Dimerization of the bacterial RsrI N6-adenine DNA methyltransferase

Dimeric restriction endonucleases and monomeric modification methyltransferases were long accepted as the structural paradigm for Type II restriction systems. Recent studies, however, have revealed an increasing number of apparently dimeric DNA methyltransferases. Our initial characterization of RsrI methyltransferase (M.RsrI) was consistent with the enzyme functioning as a monomer, but, subsequently, the enzyme crystallized as a dimer with 1500 A2 of buried surface area. This result led us to re-examine the biochemical properties of M.RsrI. Gel-shift studies of M.RsrI binding to DNA suggested that binding cooperativity targets hemimethylated DNA preferentially over unmethylated DNA. Size-exclusion chromatography indicated that the M.RsrI-DNA complex had a size and stoichiometry consistent with a dimeric enzyme binding to the DNA. Kinetic measurements revealed a quadratic relationship between enzyme velocity and concentration. Site-directed mutagenesis at the dimer interface affected the kinetics and DNA-binding of the enzyme, providing support for a model proposing an active enzyme dimer. We also identified a conserved motif in the dimer interfaces of the beta-class methyltransferases M.RsrI, M.MboIIA and M2.DpnII. Taken together, these data suggest that M.RsrI may be part of a sub-class of MTases that function as dimers.     
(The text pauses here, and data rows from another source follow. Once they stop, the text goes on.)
// tests/queue_progression.rs

//! End-to-end admission tests: real scripts, bounded slots, FIFO wakeups.

#![cfg(unix)]

use std::sync::Arc;
use std::time::Duration;

use tokio::sync::mpsc;

use langbench::events::{ProgressEvent, ProgressSender};
use langbench::language::Language;
use langbench::runner::{run_benchmark, AdmissionQueue, RunnerConfig};
use langbench_test_utils::events::{collect_events, kinds};
use langbench_test_utils::scripts::{sleeping_script, success_script, ScriptFixture};
use langbench_test_utils::{init_tracing, with_timeout};

const EVENT_BUFFER: usize = 256;

/// Spawn `run_benchmark` as its own task, returning the progress receiver
/// and the join handle — the shape the HTTP layer uses.
fn spawn_job(
    queue: &Arc<AdmissionQueue>,
    config: &RunnerConfig,
    language: Language,
) -> (
    mpsc::Receiver<ProgressEvent>,
    tokio::task::JoinHandle<bool>,
) {
    let (progress, rx) = ProgressSender::channel(EVENT_BUFFER);
    let queue = Arc::clone(queue);
    let config = config.clone();
    let handle = tokio::spawn(async move {
        run_benchmark(&queue, &config, language, &progress)
            .await
            .is_ok()
    });
    (rx, handle)
}

#[tokio::test]
async fn second_job_queues_and_runs_after_first() {
    init_tracing();

    let slow = sleeping_script(0.5);
    let fast = success_script();
    let slow_config = RunnerConfig::new(slow.dir());
    let fast_config = RunnerConfig::new(fast.dir());
    let queue = Arc::new(AdmissionQueue::new(1));

    let (rx1, job1) = spawn_job(&queue, &slow_config, Language::Rust);
    tokio::time::sleep(Duration::from_millis(100)).await;

    let status = queue.status();
    assert_eq!(status.running, vec![Language::Rust]);
    assert_eq!(status.available, 0);
    assert_eq!(status.queued, 0);

    let (rx2, job2) = spawn_job(&queue, &fast_config, Language::Python);
    tokio::time::sleep(Duration::from_millis(100)).await;
    assert_eq!(queue.status().queued, 1);

    assert!(with_timeout(job1).await.unwrap());
    assert!(with_timeout(job2).await.unwrap());

    let events1 = collect_events(rx1).await;
    let events2 = collect_events(rx2).await;

    // Job 1 never queued; job 2 observed position 1, then ran to success.
    assert_eq!(kinds(&events1), vec!["starting", "success"]);
    assert_eq!(events2.first(), Some(&ProgressEvent::Queued { position: 1 }));
    assert_eq!(kinds(&events2).last(), Some(&"success"));

    let status = queue.status();
    assert!(status.running.is_empty());
    assert_eq!(status.available, 1);
}

#[tokio::test]
async fn failed_job_still_releases_its_slot() {
    init_tracing();

    let slow_failure = ScriptFixture::new("sleep 0.3\necho \"doomed\" >&2\nexit 2");
    let fast = success_script();
    let fail_config = RunnerConfig::new(slow_failure.dir());
    let fast_config = RunnerConfig::new(fast.dir());
    let queue = Arc::new(AdmissionQueue::new(1));

    let (rx1, job1) = spawn_job(&queue, &fail_config, Language::Java);
    tokio::time::sleep(Duration::from_millis(100)).await;
    let (rx2, job2) = spawn_job(&queue, &fast_config, Language::Go);

    assert!(!with_timeout(job1).await.unwrap(), "job 1 must fail");
    assert!(
        with_timeout(job2).await.unwrap(),
        "a failed job must not starve the queue"
    );

    let events1 = collect_events(rx1).await;
    let events2 = collect_events(rx2).await;

    assert!(matches!(events1.last(), Some(ProgressEvent::Error { .. })));
    assert_eq!(events2.first(), Some(&ProgressEvent::Queued { position: 1 }));
    assert!(matches!(events2.last(), Some(ProgressEvent::Success { .. })));
}

#[tokio::test]
async fn concurrency_never_exceeds_limit_and_positions_follow_arrival() {
    init_tracing();

    const LIMIT: usize = 2;
    const JOBS: usize = 4;

    let script = sleeping_script(0.3);
    let config = RunnerConfig::new(script.dir());
    let queue = Arc::new(AdmissionQueue::new(LIMIT));

    // All jobs share one progress channel, so the collected sequence is the
    // true emission order across the whole run.
    let (progress, rx) = ProgressSender::channel(1024);
    let languages = [Language::C, Language::Cpp, Language::Rust, Language::Go];

    let mut jobs = Vec::new();
    for language in languages {
        let queue = Arc::clone(&queue);
        let config = config.clone();
        let progress = progress.clone();
        jobs.push(tokio::spawn(async move {
            run_benchmark(&queue, &config, language, &progress)
                .await
                .is_ok()
        }));
        // Deterministic arrival order.
        tokio::time::sleep(Duration::from_millis(50)).await;
    }

    for job in jobs {
        assert!(with_timeout(job).await.unwrap());
    }
    drop(progress);
    let events = collect_events(rx).await;

    // Replay the log: the number of jobs between `starting` and a terminal
    // event must never exceed the slot count.
    let mut running = 0usize;
    let mut peak = 0usize;
    let mut queued_positions = Vec::new();
    for event in &events {
        match event {
            ProgressEvent::Starting { .. } => {
                running += 1;
                peak = peak.max(running);
            }
            ProgressEvent::Success { .. } | ProgressEvent::Error { .. } => running -= 1,
            ProgressEvent::Queued { position } => queued_positions.push(*position),
            _ => {}
        }
    }
    assert!(
        peak <= LIMIT,
        "observed {peak} concurrent jobs with a limit of {LIMIT}"
    );

    // Jobs beyond the limit queue with strictly increasing positions in
    // arrival order.
    assert_eq!(queued_positions, vec![1, 2]);
    assert_eq!(queue.status().available, LIMIT);
}
use autosave_core::{DocumentId, TimerRegistry};
use std::collections::{HashMap, HashSet};
use std::time::Duration;

/// Per-document scheduler state.
///
/// A document gets one when the scheduler is activated on it, or lazily when
/// another document's edits are redirected to it. The pending timer of a
/// target lives in the [`TimerRegistry`] entry keyed by that target.
#[derive(Debug, Default, Clone, PartialEq, Eq)]
pub(crate) struct DebounceState {
    /// First-modification listener attached (mode enabled)
    pub listening: bool,
    /// Save target of the current episode; `Some` while the forwarding
    /// listener is attached
    pub target: Option<DocumentId>,
}

impl DebounceState {
    fn is_idle(&self) -> bool {
        !self.listening && self.target.is_none()
    }
}

/// Everything the scheduler mutates, guarded by one lock.
#[derive(Debug)]
pub(crate) struct SchedulerState {
    documents: HashMap<DocumentId, DebounceState>,
    /// target -> documents whose forwarding listener points at it
    sources: HashMap<DocumentId, HashSet<DocumentId>>,
    pub timers: TimerRegistry,
    pub interval: Duration,
}

impl SchedulerState {
    pub fn new(interval: Duration) -> Self {
        Self {
            documents: HashMap::new(),
            sources: HashMap::new(),
            timers: TimerRegistry::new(),
            interval,
        }
    }

    pub fn is_listening(&self, doc: DocumentId) -> bool {
        self.documents.get(&doc).is_some_and(|state| state.listening)
    }

    /// Attaches the first-modification listener. Returns false if it was
    /// already attached.
    pub fn attach_listener(&mut self, doc: DocumentId) -> bool {
        let state = self.documents.entry(doc).or_default();
        !std::mem::replace(&mut state.listening, true)
    }

    pub fn target_of(&self, doc: DocumentId) -> Option<DocumentId> {
        self.documents.get(&doc).and_then(|state| state.target)
    }

    /// Points `source`'s forwarding listener at `target`, leaving whatever
    /// target it pointed at before.
    ///
    /// A previous target left without sources, and not listening itself,
    /// loses its pending save.
    pub fn forward(&mut self, source: DocumentId, target: DocumentId) {
        let previous = self.documents.entry(source).or_default().target.replace(target);
        if let Some(previous) = previous
            && previous != target
        {
            self.leave(source, previous);
            if !self.sources.contains_key(&previous)
                && !self.is_listening(previous)
                && self.timers.cancel(previous)
            {
                tracing::debug!("{} lost its last source, pending save cancelled", previous);
            }
            self.prune(previous);
        }

        self.documents.entry(target).or_default();
        self.sources.entry(target).or_default().insert(source);
    }

    /// Ends the pending-save episode of `target`.
    ///
    /// Cancels its timer if still armed and detaches the forwarding listener
    /// of every source pointing at it. Returns the detached sources.
    pub fn end_episode(&mut self, target: DocumentId) -> Vec<DocumentId> {
        self.timers.cancel(target);

        let mut swept: Vec<DocumentId> = self
            .sources
            .remove(&target)
            .unwrap_or_default()
            .into_iter()
            .collect();
        swept.sort_unstable();

        for &source in &swept {
            if let Some(state) = self.documents.get_mut(&source) {
                state.target = None;
            }
            self.prune(source);
        }
        self.prune(target);
        swept
    }

    /// Drops every trace of `doc`: its listeners, its membership in a
    /// target's source set, its own pending timer, and the forwarding
    /// listeners of sources still pointing at it.
    ///
    /// A pending timer of some *other* target is left alone. Returns false
    /// if there was nothing to drop.
    pub fn remove_document(&mut self, doc: DocumentId) -> bool {
        let removed = self.documents.remove(&doc);
        let mut changed = removed.is_some();

        if let Some(target) = removed.and_then(|state| state.target) {
            self.leave(doc, target);
            self.prune(target);
        }

        changed |= self.timers.cancel(doc);

        for source in self.sources.remove(&doc).unwrap_or_default() {
            if let Some(state) = self.documents.get_mut(&source) {
                state.target = None;
            }
            self.prune(source);
            changed = true;
        }

        changed
    }

    /// Sources forwarding to `target`, in ascending id order.
    pub fn sources_of(&self, target: DocumentId) -> Vec<DocumentId> {
        let mut sources: Vec<DocumentId> = self
            .sources
            .get(&target)
            .map(|set| set.iter().copied().collect())
            .unwrap_or_default();
        sources.sort_unstable();
        sources
    }

    /// Number of documents with scheduler state.
    pub fn tracked_count(&self) -> usize {
        self.documents.len()
    }

    /// Cancels every timer and forgets every document. Returns the number of
    /// pending saves dropped.
    pub fn clear(&mut self) -> usize {
        let cancelled = self.timers.cancel_all();
        self.documents.clear();
        self.sources.clear();
        cancelled
    }

    /// Asserts the bookkeeping invariants (debug builds only).
    pub fn check_invariants(&self) {
        if !cfg!(debug_assertions) {
            return;
        }

        for (doc, state) in &self.documents {
            if let Some(target) = state.target {
                debug_assert!(
                    self.sources
                        .get(&target)
                        .is_some_and(|set| set.contains(doc)),
                    "{doc} forwards to {target} but is not in its source set"
                );
            }
        }

        for (target, set) in &self.sources {
            debug_assert!(!set.is_empty(), "empty source set kept for {target}");
            for source in set {
                debug_assert_eq!(
                    self.target_of(*source),
                    Some(*target),
                    "{source} listed as source of {target} but forwards elsewhere"
                );
            }
        }

        for target in self.timers.targets() {
            debug_assert!(
                self.documents.contains_key(&target),
                "timer pending for untracked {target}"
            );
        }
    }

    fn leave(&mut self, source: DocumentId, target: DocumentId) {
        if let Some(set) = self.sources.get_mut(&target) {
            set.remove(&source);
            if set.is_empty() {
                self.sources.remove(&target);
            }
        }
    }

    /// Forgets `doc` once nothing refers to it any more.
    fn prune(&mut self, doc: DocumentId) {
        let idle = self.documents.get(&doc).is_some_and(DebounceState::is_idle);
        if idle && !self.timers.is_pending(doc) && !self.sources.contains_key(&doc) {
            self.documents.remove(&doc);
        }
    }
}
Structures of liganded and unliganded RsrI N6-adenine DNA methyltransferase: a distinct orientation for active cofactor binding

The structures of RsrI DNA methyltransferase (M.RsrI) bound to the substrate S-adenosyl-l-methionine (AdoMet), the product S-adenosyl-l-homocysteine (AdoHcy), the inhibitor sinefungin, as well as a mutant apo-enzyme have been determined by x-ray crystallography. Two distinct binding configurations were observed for the three ligands. The substrate AdoMet adopts a bent shape that directs the activated methyl group toward the active site near the catalytic DPPY motif. The product AdoHcy and the competitive inhibitor sinefungin bind with a straight conformation in which the amino acid moiety occupies a position near the activated methyl group in the AdoMet complex. Analysis of ligand binding in comparison with other DNA methyltransferases reveals a small, common subset of available conformations for the ligand. The structures of M.RsrI with the non-substrate ligands contained a bound chloride ion in the AdoMet carboxylate-binding pocket, explaining its inhibition by chloride salts. The L72P mutant of M.RsrI is the first DNA methyltransferase structure without bound ligand. With respect to the wild-type protein, it had a larger ligand-binding pocket and displayed movement of a loop (223-227) that is responsible for binding the ligand, which may account for the weaker affinity of the L72P mutant for AdoMet. These studies show the subtle changes in the tight specific interactions of substrate, product, and an inhibitor with M.RsrI and help explain how each displays its unique effect on the activity of the enzyme.